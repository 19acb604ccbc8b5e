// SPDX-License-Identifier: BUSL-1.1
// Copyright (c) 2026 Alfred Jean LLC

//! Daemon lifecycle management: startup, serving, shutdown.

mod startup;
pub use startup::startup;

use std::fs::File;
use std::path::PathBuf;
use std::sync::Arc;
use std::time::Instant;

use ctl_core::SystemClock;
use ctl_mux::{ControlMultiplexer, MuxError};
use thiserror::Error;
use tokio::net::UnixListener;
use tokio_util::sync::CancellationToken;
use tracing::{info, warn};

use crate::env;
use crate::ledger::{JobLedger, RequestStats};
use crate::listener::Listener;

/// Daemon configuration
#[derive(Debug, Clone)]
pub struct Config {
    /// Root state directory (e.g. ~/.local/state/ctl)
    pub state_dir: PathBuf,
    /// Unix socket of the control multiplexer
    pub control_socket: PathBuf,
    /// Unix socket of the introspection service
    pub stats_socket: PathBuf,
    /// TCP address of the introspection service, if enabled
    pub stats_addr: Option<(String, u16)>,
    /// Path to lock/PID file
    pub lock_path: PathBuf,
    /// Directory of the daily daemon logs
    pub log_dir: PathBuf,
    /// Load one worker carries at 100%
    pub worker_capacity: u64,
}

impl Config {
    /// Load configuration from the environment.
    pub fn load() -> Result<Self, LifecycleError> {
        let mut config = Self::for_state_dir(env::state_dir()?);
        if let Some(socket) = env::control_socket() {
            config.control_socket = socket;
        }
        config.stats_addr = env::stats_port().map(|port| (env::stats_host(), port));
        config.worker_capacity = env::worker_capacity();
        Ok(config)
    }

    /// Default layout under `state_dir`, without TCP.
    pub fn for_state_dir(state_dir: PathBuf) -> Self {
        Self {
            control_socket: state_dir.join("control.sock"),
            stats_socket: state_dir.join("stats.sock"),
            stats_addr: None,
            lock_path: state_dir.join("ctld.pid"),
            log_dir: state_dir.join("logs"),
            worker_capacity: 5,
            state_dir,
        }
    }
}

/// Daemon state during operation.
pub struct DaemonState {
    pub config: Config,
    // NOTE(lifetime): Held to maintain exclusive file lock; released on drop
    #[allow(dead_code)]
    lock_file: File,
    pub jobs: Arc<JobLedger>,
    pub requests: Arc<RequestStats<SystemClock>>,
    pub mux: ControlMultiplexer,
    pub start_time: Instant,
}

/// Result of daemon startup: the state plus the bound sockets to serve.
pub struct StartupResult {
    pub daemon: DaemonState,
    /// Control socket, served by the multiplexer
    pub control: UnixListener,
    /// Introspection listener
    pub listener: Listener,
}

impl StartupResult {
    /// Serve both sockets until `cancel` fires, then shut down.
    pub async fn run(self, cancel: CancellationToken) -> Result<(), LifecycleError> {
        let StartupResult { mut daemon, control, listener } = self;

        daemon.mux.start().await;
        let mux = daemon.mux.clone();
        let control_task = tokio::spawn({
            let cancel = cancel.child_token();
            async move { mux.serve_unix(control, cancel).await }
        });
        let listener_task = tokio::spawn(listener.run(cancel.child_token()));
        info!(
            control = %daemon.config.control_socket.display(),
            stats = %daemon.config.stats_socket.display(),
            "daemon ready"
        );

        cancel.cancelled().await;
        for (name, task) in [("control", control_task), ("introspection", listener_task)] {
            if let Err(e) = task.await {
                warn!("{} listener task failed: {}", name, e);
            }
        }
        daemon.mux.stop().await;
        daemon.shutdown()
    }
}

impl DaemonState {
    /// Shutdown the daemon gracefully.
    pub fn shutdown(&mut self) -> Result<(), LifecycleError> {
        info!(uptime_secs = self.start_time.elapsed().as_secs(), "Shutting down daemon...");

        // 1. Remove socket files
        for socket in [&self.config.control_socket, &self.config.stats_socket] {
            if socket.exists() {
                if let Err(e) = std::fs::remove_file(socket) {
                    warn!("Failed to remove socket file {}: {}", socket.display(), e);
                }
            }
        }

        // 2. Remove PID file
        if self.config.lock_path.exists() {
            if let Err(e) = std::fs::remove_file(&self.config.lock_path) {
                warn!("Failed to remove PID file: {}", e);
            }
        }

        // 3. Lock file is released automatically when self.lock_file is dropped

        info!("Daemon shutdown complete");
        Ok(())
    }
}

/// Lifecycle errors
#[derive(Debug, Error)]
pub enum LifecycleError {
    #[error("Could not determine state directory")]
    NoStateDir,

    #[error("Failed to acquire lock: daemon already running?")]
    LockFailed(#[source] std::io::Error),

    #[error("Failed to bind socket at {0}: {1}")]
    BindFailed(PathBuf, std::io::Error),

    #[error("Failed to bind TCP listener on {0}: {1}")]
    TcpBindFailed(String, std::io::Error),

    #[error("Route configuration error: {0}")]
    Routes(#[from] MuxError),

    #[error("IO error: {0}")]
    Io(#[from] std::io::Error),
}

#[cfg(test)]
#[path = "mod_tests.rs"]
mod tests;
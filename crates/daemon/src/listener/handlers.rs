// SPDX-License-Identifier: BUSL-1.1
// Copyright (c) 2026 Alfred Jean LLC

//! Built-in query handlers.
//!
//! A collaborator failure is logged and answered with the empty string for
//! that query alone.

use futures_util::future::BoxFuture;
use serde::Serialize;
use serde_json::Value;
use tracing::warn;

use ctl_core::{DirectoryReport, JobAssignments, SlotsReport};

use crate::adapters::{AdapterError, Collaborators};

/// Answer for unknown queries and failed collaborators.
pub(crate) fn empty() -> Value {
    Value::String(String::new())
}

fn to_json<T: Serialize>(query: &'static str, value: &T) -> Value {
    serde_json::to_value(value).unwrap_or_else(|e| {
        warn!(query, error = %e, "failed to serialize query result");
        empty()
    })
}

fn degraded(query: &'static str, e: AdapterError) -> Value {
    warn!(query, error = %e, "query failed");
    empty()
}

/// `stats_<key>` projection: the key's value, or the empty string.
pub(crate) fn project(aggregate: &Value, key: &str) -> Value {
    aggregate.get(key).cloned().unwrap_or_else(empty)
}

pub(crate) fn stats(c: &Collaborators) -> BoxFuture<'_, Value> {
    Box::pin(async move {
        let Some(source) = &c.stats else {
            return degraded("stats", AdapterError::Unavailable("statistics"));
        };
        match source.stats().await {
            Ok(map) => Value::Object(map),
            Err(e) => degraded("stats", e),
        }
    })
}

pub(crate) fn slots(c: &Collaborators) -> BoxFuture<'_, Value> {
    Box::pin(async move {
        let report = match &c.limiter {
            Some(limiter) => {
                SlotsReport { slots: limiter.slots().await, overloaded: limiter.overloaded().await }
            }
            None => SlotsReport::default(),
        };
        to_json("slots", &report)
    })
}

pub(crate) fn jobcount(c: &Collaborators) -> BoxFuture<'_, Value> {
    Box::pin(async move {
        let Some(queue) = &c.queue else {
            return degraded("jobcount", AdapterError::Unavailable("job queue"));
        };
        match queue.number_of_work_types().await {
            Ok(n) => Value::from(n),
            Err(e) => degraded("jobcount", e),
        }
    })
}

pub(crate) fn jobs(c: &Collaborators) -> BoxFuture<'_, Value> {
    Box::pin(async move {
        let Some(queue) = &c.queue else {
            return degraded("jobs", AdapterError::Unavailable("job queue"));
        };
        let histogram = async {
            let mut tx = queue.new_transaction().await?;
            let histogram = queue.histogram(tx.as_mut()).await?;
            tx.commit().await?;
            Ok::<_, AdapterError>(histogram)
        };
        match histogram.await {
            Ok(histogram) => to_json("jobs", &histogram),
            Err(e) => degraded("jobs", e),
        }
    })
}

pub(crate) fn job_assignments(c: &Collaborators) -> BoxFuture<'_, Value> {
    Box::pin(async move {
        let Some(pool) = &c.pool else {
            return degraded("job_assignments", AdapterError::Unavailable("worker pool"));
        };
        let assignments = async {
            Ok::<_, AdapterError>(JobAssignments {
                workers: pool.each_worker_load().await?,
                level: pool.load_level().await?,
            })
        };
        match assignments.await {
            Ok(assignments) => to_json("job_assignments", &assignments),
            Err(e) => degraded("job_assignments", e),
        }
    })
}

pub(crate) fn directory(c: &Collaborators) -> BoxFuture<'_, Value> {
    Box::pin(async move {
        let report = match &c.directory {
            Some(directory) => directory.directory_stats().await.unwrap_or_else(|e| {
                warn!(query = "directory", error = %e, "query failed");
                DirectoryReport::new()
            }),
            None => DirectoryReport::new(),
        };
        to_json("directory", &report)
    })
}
====================
About this exercise -
In the listing above, locate the line containing "pub fn load()" and the line containing "config.stats_addr = env::stats_port().map(|port|", then transcribe both and every line between them verbatim.

Exercise response -
    pub fn load() -> Result<Self, LifecycleError> {
        let mut config = Self::for_state_dir(env::state_dir()?);
        if let Some(socket) = env::control_socket() {
            config.control_socket = socket;
        }
        config.stats_addr = env::stats_port().map(|port| (env::stats_host(), port));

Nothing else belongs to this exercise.